WHY WE MAKE: It's About The Journey

It's kind of funny how we are all wired differently and a passion for one person is meaningless for another. I've always been an artist, even when I wasn't. Creating has always been deeply meaningful and satisfying. My life has taken many turns but always pointed to the same place. It's the journey that is said to be more important than the destination but heading to the right place seems pretty paramount to me.

Our About Us page tells the very brief story of who we are as woodworking artists but there is a long backstory that will be told in snippets in our blog. Making things with my hands has always been what keeps me drawing breath and the intricacies of figuring out how to do something occupies much of my thinking. The best part of getting to do what I now do is making different things all of the time. If we were a production company churning out the same thing day after day, I'd literally lose my mind and certainly wouldn't be able to eagerly get out of bed every morning.

As an art student at Mason Gross School of the Arts at Rutgers University, I struggled a lot with the conversations at the time about the philosophy of art. While sculpture was a limited offering, most of the studio classes were focused on two dimensional creating. Woodcraft was never part of the conversation and most of my peers seemed to be training in graphic design in preparation for entry into the commercial workplace, eager to work in Manhattan at an agency. The seminars we took all centered around really contemporary styles and I found most of it to be pretty ludicrous. Frankly, a lot of what was being called "art" made me angry because I saw no real talent required to do it. In one paper for a class, I recall lambasting the art culture and saying that I no more saw an artist in the works than I could call myself a carpenter by simply nailing two boards together.

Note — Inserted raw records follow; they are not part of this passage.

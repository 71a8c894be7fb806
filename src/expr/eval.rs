//! Tree-walking evaluator.

use super::methods;
use super::parser::{BinaryOp, Expr, LogicalOp, PropertyKey, UnaryOp};
use super::value::{Value, compare_strings};
use super::{Bindings, EvalError};
use std::cmp::Ordering;

/// Control flow out of a sub-expression.
enum Interrupt {
    /// `?.` met a nullish value; the enclosing optional chain yields `undefined`.
    ShortCircuit,
    Error(EvalError),
}

impl From<EvalError> for Interrupt {
    fn from(err: EvalError) -> Self {
        Interrupt::Error(err)
    }
}

type Flow<T> = std::result::Result<T, Interrupt>;

pub(crate) fn evaluate(expr: &Expr, bindings: &Bindings) -> Result<Value, EvalError> {
    let evaluator = Evaluator { bindings };
    match evaluator.eval(expr) {
        Ok(value) => Ok(value),
        // Only reachable if a chain escaped its boundary; treat it as the boundary would.
        Err(Interrupt::ShortCircuit) => Ok(Value::Undefined),
        Err(Interrupt::Error(err)) => Err(err),
    }
}

struct Evaluator<'a> {
    bindings: &'a Bindings,
}

impl Evaluator<'_> {
    fn eval(&self, expr: &Expr) -> Flow<Value> {
        match expr {
            Expr::Undefined => Ok(Value::Undefined),
            Expr::Null => Ok(Value::Null),
            Expr::Bool(b) => Ok(Value::Bool(*b)),
            Expr::Number(n) => Ok(Value::Number(*n)),
            Expr::Str(s) => Ok(Value::string(s.as_str())),
            Expr::Ident(name) => Ok(self.lookup(name)?),
            Expr::Array(items) => {
                let values = items
                    .iter()
                    .map(|item| self.eval(item))
                    .collect::<Flow<Vec<_>>>()?;
                Ok(Value::array(values))
            }
            Expr::Object(entries) => {
                let mut props: Vec<(String, Value)> = Vec::with_capacity(entries.len());
                for (key, value_expr) in entries {
                    let key = self.property_key(key)?;
                    let value = self.eval(value_expr)?;
                    match props.iter_mut().find(|(k, _)| *k == key) {
                        Some(slot) => slot.1 = value,
                        None => props.push((key, value)),
                    }
                }
                Ok(Value::object(props))
            }
            Expr::Member {
                object,
                property,
                optional,
            } => {
                let target = self.eval(object)?;
                if *optional && target.is_nullish() {
                    return Err(Interrupt::ShortCircuit);
                }
                let key = self.property_key(property)?;
                Ok(get_property(&target, &key)?)
            }
            Expr::Call {
                callee,
                args,
                optional,
            } => {
                let function = self.eval(callee)?;
                if *optional && function.is_nullish() {
                    return Err(Interrupt::ShortCircuit);
                }
                let Value::Function(native) = function else {
                    return Err(EvalError::Type(format!(
                        "{} is not a function",
                        describe_callee(callee)
                    ))
                    .into());
                };
                let args = args
                    .iter()
                    .map(|arg| self.eval(arg))
                    .collect::<Flow<Vec<_>>>()?;
                Ok(methods::call(&native, &args)?)
            }
            Expr::OptionalChain(inner) => match self.eval(inner) {
                Err(Interrupt::ShortCircuit) => Ok(Value::Undefined),
                other => other,
            },
            Expr::Unary { op, operand } => self.eval_unary(*op, operand),
            Expr::Binary { op, left, right } => {
                let left = self.eval(left)?;
                let right = self.eval(right)?;
                Ok(binary(*op, &left, &right))
            }
            Expr::Logical { op, left, right } => {
                let left = self.eval(left)?;
                let take_left = match op {
                    LogicalOp::And => !left.truthy(),
                    LogicalOp::Or => left.truthy(),
                    LogicalOp::Coalesce => !left.is_nullish(),
                };
                if take_left { Ok(left) } else { self.eval(right) }
            }
            Expr::Conditional {
                test,
                consequent,
                alternate,
            } => {
                if self.eval(test)?.truthy() {
                    self.eval(consequent)
                } else {
                    self.eval(alternate)
                }
            }
            Expr::Sequence(items) => {
                let mut last = Value::Undefined;
                for item in items {
                    last = self.eval(item)?;
                }
                Ok(last)
            }
        }
    }

    fn lookup(&self, name: &str) -> Result<Value, EvalError> {
        if let Some(value) = self.bindings.get(name) {
            return Ok(value.clone());
        }
        match name {
            "undefined" => Ok(Value::Undefined),
            "NaN" => Ok(Value::Number(f64::NAN)),
            "Infinity" => Ok(Value::Number(f64::INFINITY)),
            _ => Err(EvalError::Reference(format!("{} is not defined", name))),
        }
    }

    fn property_key(&self, key: &PropertyKey) -> Flow<String> {
        match key {
            PropertyKey::Named(name) => Ok(name.clone()),
            PropertyKey::Computed(expr) => Ok(self.eval(expr)?.to_js_string()),
        }
    }

    fn eval_unary(&self, op: UnaryOp, operand: &Expr) -> Flow<Value> {
        if op == UnaryOp::TypeOf {
            // `typeof undeclared` is not a reference error.
            if let Expr::Ident(name) = operand {
                return Ok(match self.lookup(name) {
                    Ok(value) => Value::string(value.type_of()),
                    Err(_) => Value::string("undefined"),
                });
            }
            return Ok(Value::string(self.eval(operand)?.type_of()));
        }

        let value = self.eval(operand)?;
        Ok(match op {
            UnaryOp::Not => Value::Bool(!value.truthy()),
            UnaryOp::Negate => Value::Number(-value.to_number()),
            UnaryOp::Plus => Value::Number(value.to_number()),
            UnaryOp::Void => Value::Undefined,
            UnaryOp::TypeOf => Value::string(value.type_of()),
        })
    }
}

fn describe_callee(callee: &Expr) -> String {
    match callee {
        Expr::Ident(name) => name.clone(),
        Expr::Member {
            object,
            property: PropertyKey::Named(name),
            ..
        } => format!("{}.{}", describe_callee(object), name),
        _ => "expression".to_string(),
    }
}

/// Canonical array index: `"3"` is an index, `"03"` and `"-1"` are not.
fn array_index(key: &str) -> Option<usize> {
    let index: usize = key.parse().ok()?;
    (index.to_string() == key).then_some(index)
}

/// Property read, including built-in properties and methods.
pub(crate) fn get_property(target: &Value, key: &str) -> Result<Value, EvalError> {
    match target {
        Value::Undefined | Value::Null => Err(EvalError::Type(format!(
            "cannot read properties of {} (reading '{}')",
            target.to_js_string(),
            key
        ))),
        Value::String(s) => {
            if key == "length" {
                return Ok(Value::Number(s.encode_utf16().count() as f64));
            }
            if let Some(index) = array_index(key) {
                return Ok(match s.encode_utf16().nth(index) {
                    Some(unit) => Value::string(String::from_utf16_lossy(&[unit])),
                    None => Value::Undefined,
                });
            }
            Ok(methods::lookup(target, key).unwrap_or(Value::Undefined))
        }
        Value::Array(items) => {
            if key == "length" {
                return Ok(Value::Number(items.len() as f64));
            }
            if let Some(index) = array_index(key) {
                return Ok(items.get(index).cloned().unwrap_or(Value::Undefined));
            }
            Ok(methods::lookup(target, key).unwrap_or(Value::Undefined))
        }
        Value::Object(_) => match target.own_property(key) {
            Some(value) => Ok(value.clone()),
            None => Ok(methods::lookup(target, key).unwrap_or(Value::Undefined)),
        },
        Value::Function(native) => Ok(match key {
            "name" => Value::string(native.name),
            _ => methods::lookup(target, key).unwrap_or(Value::Undefined),
        }),
        Value::Bool(_) | Value::Number(_) => {
            Ok(methods::lookup(target, key).unwrap_or(Value::Undefined))
        }
    }
}

fn binary(op: BinaryOp, left: &Value, right: &Value) -> Value {
    match op {
        BinaryOp::Add => {
            let (l, r) = (left.to_primitive(), right.to_primitive());
            if matches!(l, Value::String(_)) || matches!(r, Value::String(_)) {
                let mut out = l.to_js_string();
                out.push_str(&r.to_js_string());
                Value::string(out)
            } else {
                Value::Number(l.to_number() + r.to_number())
            }
        }
        BinaryOp::Sub => Value::Number(left.to_number() - right.to_number()),
        BinaryOp::Mul => Value::Number(left.to_number() * right.to_number()),
        BinaryOp::Div => Value::Number(left.to_number() / right.to_number()),
        BinaryOp::Rem => Value::Number(left.to_number() % right.to_number()),
        BinaryOp::Pow => Value::Number(power(left.to_number(), right.to_number())),
        BinaryOp::Lt => Value::Bool(compare(left, right) == Some(Ordering::Less)),
        BinaryOp::Gt => Value::Bool(compare(left, right) == Some(Ordering::Greater)),
        BinaryOp::Le => Value::Bool(matches!(
            compare(left, right),
            Some(Ordering::Less | Ordering::Equal)
        )),
        BinaryOp::Ge => Value::Bool(matches!(
            compare(left, right),
            Some(Ordering::Greater | Ordering::Equal)
        )),
        BinaryOp::Eq => Value::Bool(left.loose_equals(right)),
        BinaryOp::Ne => Value::Bool(!left.loose_equals(right)),
        BinaryOp::StrictEq => Value::Bool(left.strict_equals(right)),
        BinaryOp::StrictNe => Value::Bool(!left.strict_equals(right)),
    }
}

/// Relational comparison; `None` when either side is NaN.
fn compare(left: &Value, right: &Value) -> Option<Ordering> {
    let (l, r) = (left.to_primitive(), right.to_primitive());
    if let (Value::String(a), Value::String(b)) = (&l, &r) {
        return Some(compare_strings(a, b));
    }
    l.to_number().partial_cmp(&r.to_number())
}

fn power(base: f64, exponent: f64) -> f64 {
    if exponent.is_nan() || (base.abs() == 1.0 && exponent.is_infinite()) {
        return f64::NAN;
    }
    base.powf(exponent)
}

By that time, my woodworking experience had already been pretty substantial for a 20 year old, yet there was no indication that a career could lay in store and no path seemed to exist in my mind. With my disdain for the idea of working in the city as a grunt at an agency and not wanting to have to compromise my creativity for commercial purposes led me in a strange direction. Rather than pursuing a career in artmaking with my degrees, I instead embarked in the direction of my minor in economics by entering into the commodities trade where I stood imprisoned for the next 29 years of my life. In my spare time, I survived mentally by remodeling, renovating, building and fine woodwork but it was only an offset to feed my innermost desires to use my hands, my design mind and basically to survive.